The Peruvian Amazon, along with adjacent land in Brazil, is home to some of the most isolated territory in the world. The region’s extreme remoteness poses a daunting challenge for its residents, many of whom are forced to pay high prices for food and fuel arriving by plane. With these concerns in mind, an Italian missionary, Miguel Piovesan, has led a campaign to construct a new, 125-mile road along the Brazilian border from Puerto Esparanza in northern Ucayali region to Iñapari in the Madre de Dios region (see map at left). Largely thanks to Piovesan’s eight years of lobbying, carried out in part on his own radio station, the road has gone from a figment of his imagination to a popular cause endorsed by local mestizos. A decision on the will soon be reached by Peru’s National Congress.

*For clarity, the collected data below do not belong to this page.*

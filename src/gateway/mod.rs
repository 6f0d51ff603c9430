//! HTTP gateway
//!
//! Maps the browser-facing routes onto the file bridge and the command
//! executors of a single shared session.

mod server;
mod types;

pub use server::{router, serve, AppState};
pub use types::{ApiError, ApiOk, ApiResult};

The road has encountered fierce opposition from environmental organizations and indigenous leaders worried that it will foster illegal logging and endanger the several uncontacted tribes. About sixty miles of the road would run through Peru’s Alto Purús National Park, which has long been a safe haven for the Mashco-Piro, Yaminahua, and Chitonahua tribes. Opponents of development in the region often argue that an end to isolation would amount to ethnocide—the destruction of indigenous culture—and can also point to several more prosaic reasons for outsiders to be wary of contact. Nomadic tribes in the western Amazon lack resistance to many diseases like influenza and measles, and would likely face high death rates if illnesses and even death if such infections were to spread among them. Violence can also be a problem in contact zones. Earlier this year, the Mashco-Piro killed a man named Shaco Flores who had acted as an intermediary between the tribe and the outside world. Flores could speak a rudimentary version of the Mashco-Piro language and had helped members of the group acquire goods like pots and machetes before being told to stop by Peruvian authorities. The motive behind his murder is a mystery; some speculate that it was done out of a desire to avoid further contact with the outside, others as retaliation for his compliance with orders to cease trading with the tribe.
Elsewhere in the region, the Camisea Gas Project, a collaboration between several natural gas extractors, presents another potential conflict between tribes and the outside world. According to the indigenous-rights group Survival International, “the gas projects threaten tribes and wildlife by physically cutting into their land, displacing communities and driving them away from their forest homes”. In regard to the Camisea Project, however, such warnings may be exaggerated. Though the project organizers acknowledges the presence of both contacted and uncontacted tribes near the work area, they claim to respect the property of all indigenous people and stress that contact with otherwise isolated tribes will continue to be avoided. Opponents of Camisea remain unconvinced, wondering how uncontacted tribes could possibly consent to gas extraction activity. Survival International has stepped up its publicity campaign against Camisea by appealing to the one million annual visitors to nearby Manchu Pichu.
Managing the environmentally sensitive areas around traditionally isolated tribes continues to be a difficult dance. While illegal logging, virgin soil epidemics, and violence all argue against an outside presence, perpetual isolation may prove an impossible goal.